:: Provided records ::

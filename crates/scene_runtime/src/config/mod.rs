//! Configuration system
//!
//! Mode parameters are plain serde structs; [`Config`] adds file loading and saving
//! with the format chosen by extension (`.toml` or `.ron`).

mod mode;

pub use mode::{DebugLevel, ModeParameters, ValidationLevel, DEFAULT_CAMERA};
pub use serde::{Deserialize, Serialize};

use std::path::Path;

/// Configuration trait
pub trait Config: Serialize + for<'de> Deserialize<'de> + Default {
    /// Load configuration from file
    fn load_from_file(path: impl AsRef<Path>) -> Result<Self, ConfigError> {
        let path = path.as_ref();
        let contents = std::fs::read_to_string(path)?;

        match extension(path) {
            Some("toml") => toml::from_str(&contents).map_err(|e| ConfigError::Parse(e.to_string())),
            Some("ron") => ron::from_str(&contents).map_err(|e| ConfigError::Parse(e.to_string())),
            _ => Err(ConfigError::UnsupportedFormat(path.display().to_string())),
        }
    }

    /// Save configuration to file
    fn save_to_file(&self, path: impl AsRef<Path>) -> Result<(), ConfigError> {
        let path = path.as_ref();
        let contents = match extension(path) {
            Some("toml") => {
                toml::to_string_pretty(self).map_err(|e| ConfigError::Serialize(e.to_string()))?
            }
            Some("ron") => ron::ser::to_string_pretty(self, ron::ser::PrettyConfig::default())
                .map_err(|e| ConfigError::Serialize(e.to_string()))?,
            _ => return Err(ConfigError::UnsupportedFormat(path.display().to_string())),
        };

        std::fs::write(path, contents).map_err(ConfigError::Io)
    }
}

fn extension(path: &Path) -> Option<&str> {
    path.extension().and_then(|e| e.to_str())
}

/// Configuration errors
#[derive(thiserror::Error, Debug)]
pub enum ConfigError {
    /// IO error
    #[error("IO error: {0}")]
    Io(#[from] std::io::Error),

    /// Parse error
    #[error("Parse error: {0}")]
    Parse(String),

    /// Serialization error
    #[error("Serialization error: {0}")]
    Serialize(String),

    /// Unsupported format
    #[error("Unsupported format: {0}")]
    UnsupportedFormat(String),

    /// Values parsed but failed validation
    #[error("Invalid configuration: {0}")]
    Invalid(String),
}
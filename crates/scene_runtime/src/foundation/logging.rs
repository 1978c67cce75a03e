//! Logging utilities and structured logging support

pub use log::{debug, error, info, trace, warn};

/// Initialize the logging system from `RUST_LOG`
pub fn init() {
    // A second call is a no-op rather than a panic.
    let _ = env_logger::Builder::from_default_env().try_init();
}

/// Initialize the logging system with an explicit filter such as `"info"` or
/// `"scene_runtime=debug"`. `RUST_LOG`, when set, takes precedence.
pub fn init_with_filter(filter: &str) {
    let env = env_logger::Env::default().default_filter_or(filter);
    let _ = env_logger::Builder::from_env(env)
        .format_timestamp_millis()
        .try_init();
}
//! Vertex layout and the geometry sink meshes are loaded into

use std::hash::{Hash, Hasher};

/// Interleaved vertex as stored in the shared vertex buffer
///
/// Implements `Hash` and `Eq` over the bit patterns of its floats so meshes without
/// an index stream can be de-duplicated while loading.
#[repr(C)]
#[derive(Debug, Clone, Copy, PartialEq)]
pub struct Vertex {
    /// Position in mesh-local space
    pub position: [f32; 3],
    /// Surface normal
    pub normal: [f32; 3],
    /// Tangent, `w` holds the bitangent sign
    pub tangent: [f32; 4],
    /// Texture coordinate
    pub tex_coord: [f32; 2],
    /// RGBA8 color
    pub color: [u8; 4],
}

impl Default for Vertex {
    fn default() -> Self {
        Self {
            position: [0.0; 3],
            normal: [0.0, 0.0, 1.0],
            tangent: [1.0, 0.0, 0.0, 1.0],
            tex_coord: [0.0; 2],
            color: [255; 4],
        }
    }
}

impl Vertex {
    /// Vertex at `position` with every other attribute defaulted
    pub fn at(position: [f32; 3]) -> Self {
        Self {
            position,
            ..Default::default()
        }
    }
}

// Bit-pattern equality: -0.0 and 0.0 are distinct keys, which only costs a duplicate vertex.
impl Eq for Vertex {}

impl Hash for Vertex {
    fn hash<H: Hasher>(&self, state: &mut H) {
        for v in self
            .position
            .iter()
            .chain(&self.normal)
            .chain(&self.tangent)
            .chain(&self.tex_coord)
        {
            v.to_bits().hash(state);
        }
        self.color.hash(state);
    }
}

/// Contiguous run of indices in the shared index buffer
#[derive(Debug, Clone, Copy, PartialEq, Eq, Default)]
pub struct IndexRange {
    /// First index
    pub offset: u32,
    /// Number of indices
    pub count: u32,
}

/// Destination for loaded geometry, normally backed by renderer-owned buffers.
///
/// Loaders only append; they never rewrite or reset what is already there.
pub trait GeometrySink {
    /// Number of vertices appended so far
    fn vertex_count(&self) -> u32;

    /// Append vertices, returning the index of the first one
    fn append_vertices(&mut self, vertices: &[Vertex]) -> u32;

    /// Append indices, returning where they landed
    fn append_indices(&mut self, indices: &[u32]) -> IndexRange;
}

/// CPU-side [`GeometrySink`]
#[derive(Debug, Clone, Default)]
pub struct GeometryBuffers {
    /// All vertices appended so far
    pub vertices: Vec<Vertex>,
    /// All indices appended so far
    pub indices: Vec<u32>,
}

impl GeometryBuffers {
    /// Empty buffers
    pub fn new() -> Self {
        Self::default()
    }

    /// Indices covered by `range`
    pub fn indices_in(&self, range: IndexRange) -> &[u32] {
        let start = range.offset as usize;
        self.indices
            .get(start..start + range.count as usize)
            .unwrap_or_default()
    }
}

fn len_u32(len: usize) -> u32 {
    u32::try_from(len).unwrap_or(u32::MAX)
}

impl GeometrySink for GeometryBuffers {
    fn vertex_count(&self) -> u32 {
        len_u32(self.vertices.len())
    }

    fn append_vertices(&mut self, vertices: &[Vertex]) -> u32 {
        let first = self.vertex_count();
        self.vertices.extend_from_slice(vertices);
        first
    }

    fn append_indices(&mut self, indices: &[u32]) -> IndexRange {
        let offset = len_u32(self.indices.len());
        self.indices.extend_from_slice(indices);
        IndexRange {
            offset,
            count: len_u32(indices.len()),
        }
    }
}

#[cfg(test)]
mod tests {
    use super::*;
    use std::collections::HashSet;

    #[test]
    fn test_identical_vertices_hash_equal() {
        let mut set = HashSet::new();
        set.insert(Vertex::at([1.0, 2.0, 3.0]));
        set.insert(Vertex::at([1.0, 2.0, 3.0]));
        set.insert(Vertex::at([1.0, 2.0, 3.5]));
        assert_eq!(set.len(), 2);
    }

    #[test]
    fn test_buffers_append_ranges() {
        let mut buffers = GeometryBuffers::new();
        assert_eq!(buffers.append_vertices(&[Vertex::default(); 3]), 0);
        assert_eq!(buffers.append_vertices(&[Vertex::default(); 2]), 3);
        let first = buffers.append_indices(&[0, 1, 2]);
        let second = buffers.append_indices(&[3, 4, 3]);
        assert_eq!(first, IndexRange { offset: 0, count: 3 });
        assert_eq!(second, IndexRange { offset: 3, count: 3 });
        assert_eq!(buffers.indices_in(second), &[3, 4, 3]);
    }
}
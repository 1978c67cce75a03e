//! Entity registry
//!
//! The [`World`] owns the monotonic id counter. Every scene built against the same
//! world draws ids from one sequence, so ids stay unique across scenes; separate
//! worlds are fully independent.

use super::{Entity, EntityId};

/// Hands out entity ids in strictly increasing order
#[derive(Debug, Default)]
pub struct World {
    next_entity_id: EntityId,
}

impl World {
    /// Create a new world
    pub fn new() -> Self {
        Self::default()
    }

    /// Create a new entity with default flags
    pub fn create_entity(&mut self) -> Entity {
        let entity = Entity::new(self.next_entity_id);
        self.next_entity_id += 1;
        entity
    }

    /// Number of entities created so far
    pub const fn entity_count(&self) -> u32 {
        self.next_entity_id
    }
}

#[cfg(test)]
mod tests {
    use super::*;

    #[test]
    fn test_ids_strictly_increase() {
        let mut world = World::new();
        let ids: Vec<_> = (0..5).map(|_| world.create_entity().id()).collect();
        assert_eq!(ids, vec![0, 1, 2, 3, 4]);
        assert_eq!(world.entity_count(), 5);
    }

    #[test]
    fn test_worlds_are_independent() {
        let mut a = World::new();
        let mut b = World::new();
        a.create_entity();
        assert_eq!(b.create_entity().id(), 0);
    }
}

:::

Make a copy of each line in the records that has the word "returning".

    /// Append vertices, returning the index of the first one
    /// Append indices, returning where they landed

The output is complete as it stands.